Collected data
▼▼▼
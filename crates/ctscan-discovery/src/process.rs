//! The per-city discovery state machine.
//!
//! ```text
//! Idle --start--> ScanningPincodes --(codes)--> AwaitingConfirmation
//!                        |                          |         |
//!                     (none/err)                 reject    confirm
//!                        v                          v         v
//!                      Error                      Idle   ScanningCenters
//!                                                             |
//!                                                 Completed / Stopped
//! ```
//!
//! Operations are split into a synchronous `begin_*` step that validates the
//! trigger and publishes the first transition, and an async `run_*` step that
//! performs the lookups. Callers that spawn the lookup onto a task use the
//! split form so the first transition is visible before the call returns.

use std::collections::HashSet;
use std::sync::Arc;

use ctscan_core::{City, LocationCoords, ScanCenter};
use serde::{Deserialize, Serialize};
use thiserror::Error;

use crate::cancel::CancelFlag;
use crate::contracts::{CenterFinder, PincodeResolver};
use crate::status::ProcessStatus;

/// Error message recorded when a resolver returns no codes at all.
pub const NO_PINCODES_MESSAGE: &str = "No pincodes found for this city.";

/// Full, self-contained snapshot of one city's discovery.
#[derive(Debug, Clone, PartialEq, Serialize, Deserialize)]
#[serde(rename_all = "camelCase")]
pub struct CityProcess {
    /// Equal to the city name.
    pub id: String,
    pub name: String,
    pub population: u64,
    pub status: ProcessStatus,
    /// Unique codes in discovery order.
    pub pincodes: Vec<String>,
    /// Cumulative, in pincode scan order.
    pub centers: Vec<ScanCenter>,
    pub found_pincodes_count: usize,
    pub scanned_pincodes_count: usize,
    pub error_message: Option<String>,
}

impl CityProcess {
    #[must_use]
    pub fn idle(city: &City) -> Self {
        Self {
            id: city.name.clone(),
            name: city.name.clone(),
            population: city.population,
            status: ProcessStatus::Idle,
            pincodes: Vec::new(),
            centers: Vec::new(),
            found_pincodes_count: 0,
            scanned_pincodes_count: 0,
            error_message: None,
        }
    }

    /// Fraction of found pincodes already scanned, in `0.0..=1.0`.
    #[must_use]
    #[allow(clippy::cast_precision_loss)]
    pub fn progress(&self) -> f64 {
        if self.found_pincodes_count == 0 {
            return 0.0;
        }
        self.scanned_pincodes_count as f64 / self.found_pincodes_count as f64
    }

    /// Short human-readable description of the current state.
    #[must_use]
    pub fn status_text(&self) -> String {
        match self.status {
            ProcessStatus::Idle => "Ready to start".to_string(),
            ProcessStatus::ScanningPincodes => "Scanning pincodes...".to_string(),
            ProcessStatus::AwaitingConfirmation => {
                format!("{} pincodes found", self.found_pincodes_count)
            }
            ProcessStatus::ScanningCenters => format!("Found {} centers", self.centers.len()),
            ProcessStatus::Completed => {
                format!("Completed. Found {} centers.", self.centers.len())
            }
            ProcessStatus::Stopped => "Stopped by user".to_string(),
            ProcessStatus::Error => "An error occurred".to_string(),
        }
    }

    fn clear_results(&mut self) {
        self.pincodes.clear();
        self.centers.clear();
        self.found_pincodes_count = 0;
        self.scanned_pincodes_count = 0;
        self.error_message = None;
    }
}

/// Receives every snapshot a process publishes, in order.
pub trait ProcessObserver: Send + Sync {
    fn on_update(&self, snapshot: &CityProcess);
}

impl<F> ProcessObserver for F
where
    F: Fn(&CityProcess) + Send + Sync,
{
    fn on_update(&self, snapshot: &CityProcess) {
        self(snapshot);
    }
}

/// User-facing actions on a city.
#[derive(Debug, Clone, Copy, PartialEq, Eq)]
pub enum Trigger {
    Start,
    Stop,
    Confirm,
    Reject,
    Reset,
}

impl std::fmt::Display for Trigger {
    fn fmt(&self, f: &mut std::fmt::Formatter<'_>) -> std::fmt::Result {
        let name = match self {
            Self::Start => "start",
            Self::Stop => "stop",
            Self::Confirm => "confirm",
            Self::Reject => "reject",
            Self::Reset => "reset",
        };
        f.write_str(name)
    }
}

#[derive(Debug, Clone, PartialEq, Eq, Error)]
pub enum TransitionError {
    #[error("cannot {trigger} a city that is {from}")]
    InvalidTrigger { from: ProcessStatus, trigger: Trigger },
}

/// Drives one city's snapshot through the state machine.
pub struct CityDiscoveryProcess {
    state: CityProcess,
    cancel: CancelFlag,
    observer: Arc<dyn ProcessObserver>,
}

impl std::fmt::Debug for CityDiscoveryProcess {
    fn fmt(&self, f: &mut std::fmt::Formatter<'_>) -> std::fmt::Result {
        f.debug_struct("CityDiscoveryProcess")
            .field("state", &self.state)
            .field("cancel", &self.cancel)
            .finish_non_exhaustive()
    }
}

impl CityDiscoveryProcess {
    /// A fresh idle process for `city`.
    #[must_use]
    pub fn new(city: &City, observer: Arc<dyn ProcessObserver>) -> Self {
        Self::from_snapshot(CityProcess::idle(city), CancelFlag::new(), observer)
    }

    /// Resume driving an existing snapshot.
    #[must_use]
    pub fn from_snapshot(
        state: CityProcess,
        cancel: CancelFlag,
        observer: Arc<dyn ProcessObserver>,
    ) -> Self {
        Self {
            state,
            cancel,
            observer,
        }
    }

    #[must_use]
    pub fn snapshot(&self) -> &CityProcess {
        &self.state
    }

    #[must_use]
    pub fn into_snapshot(self) -> CityProcess {
        self.state
    }

    /// Handle for requesting a stop while a scan is running.
    #[must_use]
    pub fn cancel_flag(&self) -> CancelFlag {
        self.cancel.clone()
    }

    /// Discover pincodes. Valid only from `Idle`.
    ///
    /// # Errors
    ///
    /// Returns [`TransitionError::InvalidTrigger`] from any other state.
    pub async fn start(&mut self, resolver: &dyn PincodeResolver) -> Result<(), TransitionError> {
        self.begin_start()?;
        self.run_pincode_scan(resolver).await;
        Ok(())
    }

    /// Validate `start` and enter `ScanningPincodes`.
    ///
    /// # Errors
    ///
    /// Returns [`TransitionError::InvalidTrigger`] unless the city is `Idle`.
    pub fn begin_start(&mut self) -> Result<(), TransitionError> {
        self.require(Trigger::Start, &[ProcessStatus::Idle])?;
        self.cancel.clear();
        self.commit(|s| {
            s.clear_results();
            s.status = ProcessStatus::ScanningPincodes;
        });
        Ok(())
    }

    /// Resolve the city's pincodes. No-op unless `begin_start` succeeded.
    pub async fn run_pincode_scan(&mut self, resolver: &dyn PincodeResolver) {
        if self.state.status != ProcessStatus::ScanningPincodes {
            return;
        }
        let city = self.state.name.clone();
        let result = resolver.resolve(&city).await;

        if self.cancel.is_cancelled() {
            tracing::info!(city = %city, "pincode scan stopped; discarding result");
            self.commit(|s| s.status = ProcessStatus::Stopped);
            return;
        }

        match result {
            Ok(codes) => {
                let codes = dedupe(codes);
                if codes.is_empty() {
                    tracing::warn!(city = %city, "no pincodes found");
                    self.commit(|s| {
                        s.status = ProcessStatus::Error;
                        s.error_message = Some(NO_PINCODES_MESSAGE.to_string());
                    });
                } else {
                    tracing::info!(city = %city, count = codes.len(), "pincodes found");
                    self.commit(|s| {
                        s.found_pincodes_count = codes.len();
                        s.pincodes = codes;
                        s.status = ProcessStatus::AwaitingConfirmation;
                    });
                }
            }
            Err(e) => {
                tracing::error!(city = %city, error = %e, "pincode scan failed");
                self.commit(|s| {
                    s.status = ProcessStatus::Error;
                    s.error_message = Some(e.to_string());
                });
            }
        }
    }

    /// Discard the found pincodes and return to `Idle`.
    ///
    /// # Errors
    ///
    /// Returns [`TransitionError::InvalidTrigger`] unless the city is
    /// `AwaitingConfirmation`.
    pub fn reject(&mut self) -> Result<(), TransitionError> {
        self.require(Trigger::Reject, &[ProcessStatus::AwaitingConfirmation])?;
        self.commit(|s| {
            s.clear_results();
            s.status = ProcessStatus::Idle;
        });
        Ok(())
    }

    /// Scan every found pincode for centers, in order.
    ///
    /// # Errors
    ///
    /// Returns [`TransitionError::InvalidTrigger`] unless the city is
    /// `AwaitingConfirmation`.
    pub async fn confirm(
        &mut self,
        finder: &dyn CenterFinder,
        location: Option<LocationCoords>,
    ) -> Result<(), TransitionError> {
        self.begin_confirm()?;
        self.run_center_scan(finder, location).await;
        Ok(())
    }

    /// Validate `confirm` and enter `ScanningCenters`.
    ///
    /// # Errors
    ///
    /// Returns [`TransitionError::InvalidTrigger`] unless the city is
    /// `AwaitingConfirmation`.
    pub fn begin_confirm(&mut self) -> Result<(), TransitionError> {
        self.require(Trigger::Confirm, &[ProcessStatus::AwaitingConfirmation])?;
        self.cancel.clear();
        self.commit(|s| s.status = ProcessStatus::ScanningCenters);
        Ok(())
    }

    /// Query each pincode in turn. No-op unless `begin_confirm` succeeded.
    pub async fn run_center_scan(
        &mut self,
        finder: &dyn CenterFinder,
        location: Option<LocationCoords>,
    ) {
        if self.state.status != ProcessStatus::ScanningCenters {
            return;
        }
        let city = self.state.name.clone();
        let pincodes = self.state.pincodes.clone();

        for pincode in &pincodes {
            if self.cancel.is_cancelled() {
                break;
            }
            let found = finder.find(pincode, &city, location).await;
            tracing::debug!(city = %city, pincode = %pincode, count = found.len(), "pincode scanned");
            self.commit(|s| {
                s.centers.extend(found);
                s.scanned_pincodes_count += 1;
            });
        }

        if self.cancel.is_cancelled() {
            tracing::info!(
                city = %city,
                scanned = self.state.scanned_pincodes_count,
                centers = self.state.centers.len(),
                "center scan stopped"
            );
            self.commit(|s| s.status = ProcessStatus::Stopped);
        } else {
            tracing::info!(city = %city, centers = self.state.centers.len(), "center scan completed");
            self.commit(|s| s.status = ProcessStatus::Completed);
        }
    }

    /// Return a finished, failed, or stopped city to `Idle`.
    ///
    /// # Errors
    ///
    /// Returns [`TransitionError::InvalidTrigger`] from any non-terminal
    /// state.
    pub fn reset(&mut self) -> Result<(), TransitionError> {
        self.require(
            Trigger::Reset,
            &[
                ProcessStatus::Completed,
                ProcessStatus::Error,
                ProcessStatus::Stopped,
            ],
        )?;
        self.cancel.clear();
        self.commit(|s| {
            s.clear_results();
            s.status = ProcessStatus::Idle;
        });
        Ok(())
    }

    fn require(&self, trigger: Trigger, allowed: &[ProcessStatus]) -> Result<(), TransitionError> {
        if allowed.contains(&self.state.status) {
            Ok(())
        } else {
            Err(TransitionError::InvalidTrigger {
                from: self.state.status,
                trigger,
            })
        }
    }

    fn commit(&mut self, change: impl FnOnce(&mut CityProcess)) {
        change(&mut self.state);
        debug_assert!(self.state.scanned_pincodes_count <= self.state.found_pincodes_count);
        self.observer.on_update(&self.state);
    }
}

/// Order-preserving dedupe.
fn dedupe(codes: Vec<String>) -> Vec<String> {
    let mut seen = HashSet::new();
    codes
        .into_iter()
        .filter(|code| seen.insert(code.clone()))
        .collect()
}

#[cfg(test)]
#[path = "process_test.rs"]
mod tests;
▲▲▲
:: WHAT IS EXPECTED ::
Look back at the entries above and repeat, unchanged, every line from the line holding "self.error_message = None;" through the line holding "a city that".

:: SOLUTION ::
        self.error_message = None;
    }
}

/// Receives every snapshot a process publishes, in order.
pub trait ProcessObserver: Send + Sync {
    fn on_update(&self, snapshot: &CityProcess);
}

impl<F> ProcessObserver for F
where
    F: Fn(&CityProcess) + Send + Sync,
{
    fn on_update(&self, snapshot: &CityProcess) {
        self(snapshot);
    }
}

/// User-facing actions on a city.
#[derive(Debug, Clone, Copy, PartialEq, Eq)]
pub enum Trigger {
    Start,
    Stop,
    Confirm,
    Reject,
    Reset,
}

impl std::fmt::Display for Trigger {
    fn fmt(&self, f: &mut std::fmt::Formatter<'_>) -> std::fmt::Result {
        let name = match self {
            Self::Start => "start",
            Self::Stop => "stop",
            Self::Confirm => "confirm",
            Self::Reject => "reject",
            Self::Reset => "reset",
        };
        f.write_str(name)
    }
}

#[derive(Debug, Clone, PartialEq, Eq, Error)]
pub enum TransitionError {
    #[error("cannot {trigger} a city that is {from}")]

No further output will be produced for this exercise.